A map for a Star Wars sandbox would look completely different than a map for a Dungeons & Dragons sandbox. When you can go to any place in the galaxy almost instantly, distances and relative positions become irrelevant. Instead of going to specific places, you really are going to visit specific people or buildings. On the whole planet of Dagobah, there is really only a single place. Yoda’s home. You could also consider the Dark Side cave as a second place but that’s really it. Corruscant is massive, but as long as you don’t have the specific adress of a specifc person, nothing on that whole planet is of any relevance to the players who have no reason to visit it. Instead of making a map for a Star Wars sandbox, you really need an adress book. People and specific places like cantinas, stores, hideouts, and bases are what makes up your sandbox.
The Other People
However, places are almost always defined by either something that is hidden inside them, but most often by the people who are staying there. There are very few places in Star Wars that are interesting by themselves in the way that great dungeons are in D&D. The stories in Star Wars are always stories of people, not of places. When you prepare a Star Wars sandbox, preparation shouldn’t start by drawing a couple of dungeons that the players can exmplore. The real heart of the sandbox are the NPCs. The villains and the allies. Of course Star Wars has lots of absolutely fantastic and stunning locations, but their purpose is always as a dramatic background for interactions with other characters.

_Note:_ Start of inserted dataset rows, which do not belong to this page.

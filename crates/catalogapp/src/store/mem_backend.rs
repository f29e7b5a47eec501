use super::backend::StorageBackend;
use super::Database;
use crate::error::EngineError;
use async_trait::async_trait;
use std::sync::{Arc, Mutex, MutexGuard};

#[derive(Default)]
struct MemState {
    db: Option<Database>,
    fail_reads: bool,
    fail_writes: bool,
    commits: usize,
}

/// In-memory storage backend for testing.
///
/// Clones share the same state, so a test can keep one handle to flip the
/// failure switches after moving another into a store.
#[derive(Clone, Default)]
pub struct MemBackend {
    state: Arc<Mutex<MemState>>,
}

impl MemBackend {
    pub fn new() -> Self {
        Self::default()
    }

    /// A backend that already holds `db`, as if created by an earlier run.
    pub fn with_database(db: Database) -> Self {
        let backend = Self::new();
        backend.lock().db = Some(db);
        backend
    }

    /// Make every subsequent load fail.
    pub fn set_simulate_read_error(&self, simulate: bool) {
        self.lock().fail_reads = simulate;
    }

    /// Make every subsequent commit fail.
    pub fn set_simulate_write_error(&self, simulate: bool) {
        self.lock().fail_writes = simulate;
    }

    /// Snapshot of the stored document.
    pub fn snapshot(&self) -> Option<Database> {
        self.lock().db.clone()
    }

    /// Number of successful commits so far.
    pub fn commit_count(&self) -> usize {
        self.lock().commits
    }

    fn lock(&self) -> MutexGuard<'_, MemState> {
        // A poisoned lock only means another test thread panicked; the data is still usable.
        self.state.lock().unwrap_or_else(|poisoned| poisoned.into_inner())
    }
}

#[async_trait]
impl StorageBackend for MemBackend {
    async fn load(&self) -> Result<Option<Database>, EngineError> {
        let state = self.lock();
        if state.fail_reads {
            return Err(EngineError::Unavailable("Simulated read error".to_string()));
        }
        Ok(state.db.clone())
    }

    async fn commit(&self, db: &Database) -> Result<(), EngineError> {
        let mut state = self.lock();
        if state.fail_writes {
            return Err(EngineError::Unavailable("Simulated write error".to_string()));
        }
        state.db = Some(db.clone());
        state.commits += 1;
        Ok(())
    }

    fn location(&self) -> String {
        "memory://".to_string()
    }
}
use std::process::Command;

fn git(args: &[&str]) -> Option<String> {
    let output = Command::new("git").args(args).output().ok()?;
    if !output.status.success() {
        return None;
    }
    String::from_utf8(output.stdout)
        .ok()
        .map(|s| s.trim().to_string())
}

fn main() {
    println!("cargo:rerun-if-changed=../../.git/HEAD");
    println!("cargo:rerun-if-changed=../../.git/index");

    let hash = git(&["rev-parse", "--short", "HEAD"]).unwrap_or_default();

    // A release build is a clean tree sitting exactly on the version tag.
    let version = env!("CARGO_PKG_VERSION");
    let dirty = git(&["status", "--porcelain"]).is_some_and(|s| !s.is_empty());
    let tagged = git(&["tag", "--points-at", "HEAD"]).is_some_and(|tags| {
        tags.lines()
            .any(|tag| tag == version || tag.strip_prefix('v') == Some(version))
    });

    println!("cargo:rustc-env=GIT_HASH={}", hash);
    println!("cargo:rustc-env=IS_RELEASE={}", tagged && !dirty);
}
//! # Context Initialization
//!
//! Resolves where the catalog keeps its data, loads configuration, opens the record
//! store and starts the catalog controller.
//!
//! ## Data Directory Resolution
//!
//! 1. Explicit override (the CLI's `--data-dir`).
//! 2. `data_dir` from configuration (which itself honors `CATALOG_DATA_DIR`).
//! 3. The OS-appropriate data directory from the `directories` crate.
//!
//! The directory is created lazily on the first commit, so resolving a path never
//! touches the filesystem.

use crate::catalog::Catalog;
use crate::config::CatalogConfig;
use crate::error::{CatalogError, Result};
use crate::store::fs_backend::FsBackend;
use crate::store::product_store::ProductStore;
use directories::ProjectDirs;
use std::path::{Path, PathBuf};
use tracing::debug;

pub const CONFIG_FILENAME: &str = "catalog.toml";

pub type FsCatalog = Catalog<ProductStore<FsBackend>>;

#[derive(Debug, Clone, Default)]
pub struct InitOptions {
    pub data_dir: Option<PathBuf>,
    pub config_file: Option<PathBuf>,
}

#[derive(Debug, Clone)]
pub struct CatalogPaths {
    pub data_dir: PathBuf,
    pub database_file: PathBuf,
    pub config_file: Option<PathBuf>,
}

pub struct CatalogContext {
    pub catalog: FsCatalog,
    pub config: CatalogConfig,
    pub paths: CatalogPaths,
}

fn project_dirs() -> Option<ProjectDirs> {
    ProjectDirs::from("com", "catalog", "catalog")
}

pub fn default_config_file() -> Option<PathBuf> {
    project_dirs().map(|dirs| dirs.config_dir().join(CONFIG_FILENAME))
}

pub fn resolve_data_dir(data_override: Option<&Path>, config: &CatalogConfig) -> Result<PathBuf> {
    if let Some(dir) = data_override {
        return Ok(dir.to_path_buf());
    }
    if let Some(dir) = &config.data_dir {
        return Ok(dir.clone());
    }
    project_dirs()
        .map(|dirs| dirs.data_dir().to_path_buf())
        .ok_or_else(|| CatalogError::Setup("Could not determine a data directory".to_string()))
}

/// Load configuration and resolve paths without opening anything.
pub fn load_settings(options: &InitOptions) -> Result<(CatalogConfig, CatalogPaths)> {
    let (config_file, required) = match &options.config_file {
        Some(file) => (Some(file.clone()), true),
        None => (default_config_file(), false),
    };
    let config = CatalogConfig::load(config_file.as_deref(), required)?;

    let data_dir = resolve_data_dir(options.data_dir.as_deref(), &config)?;
    let database_file = FsBackend::new(&data_dir, &config.database_name).database_path();

    Ok((
        config,
        CatalogPaths {
            data_dir,
            database_file,
            config_file,
        },
    ))
}

/// Build a ready catalog. Store failures do not fail initialization; they leave the
/// catalog empty and not ready, as [`Catalog::start`] documents.
pub async fn initialize(options: &InitOptions) -> Result<CatalogContext> {
    let (config, paths) = load_settings(options)?;
    Ok(start_with(config, paths).await)
}

/// Start the catalog from already loaded settings.
pub async fn start_with(config: CatalogConfig, paths: CatalogPaths) -> CatalogContext {
    debug!(
        data_dir = %paths.data_dir.display(),
        database = %config.database_name,
        "Starting catalog"
    );

    let backend = FsBackend::new(&paths.data_dir, &config.database_name);
    let catalog = Catalog::start(ProductStore::open(backend, config.database_name.clone())).await;

    CatalogContext {
        catalog,
        config,
        paths,
    }
}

NPCs really are everything in any Star Wars campaign. They are what will make or break the game. And when you make NPCs for Star Wars, always go full out. Hold nothing back. Make them as outragously awesome as you can possibly get. In particular the villains. The villains are what your players come for when playing a Star Wars game and they want, and only deserve, the most awesome ones. Darth Vader and Boba Fett leave pretty big boots to fill, but you should aim that high. If the NPCs are not really that interesting, then it just won’t reach the awesomeness that is Star Wars.
I’ve always thought a Rebels game could be well-run as a limited sandbox, like a backwater sector. The players then *are* the Rebel leaders for the region. Design the Imperial hierarchy for the region and areas of note, add some potential allies and resources, and then let the players work at tearing down the Empire’s influence. I haven’t tried running it yet, so no idea if it would actually work.
Could possibly be done, but it would require starting the game by giving the players a big intelligence report of the sector. To make plans of their own they need to have a good overview of what they have to work with.
If the players are asking for that it could work, but I don’t think it would work out well with a regular group looking for regular swashbuckling adventures. Requiring players to read a lot of text usually doesn’t work well.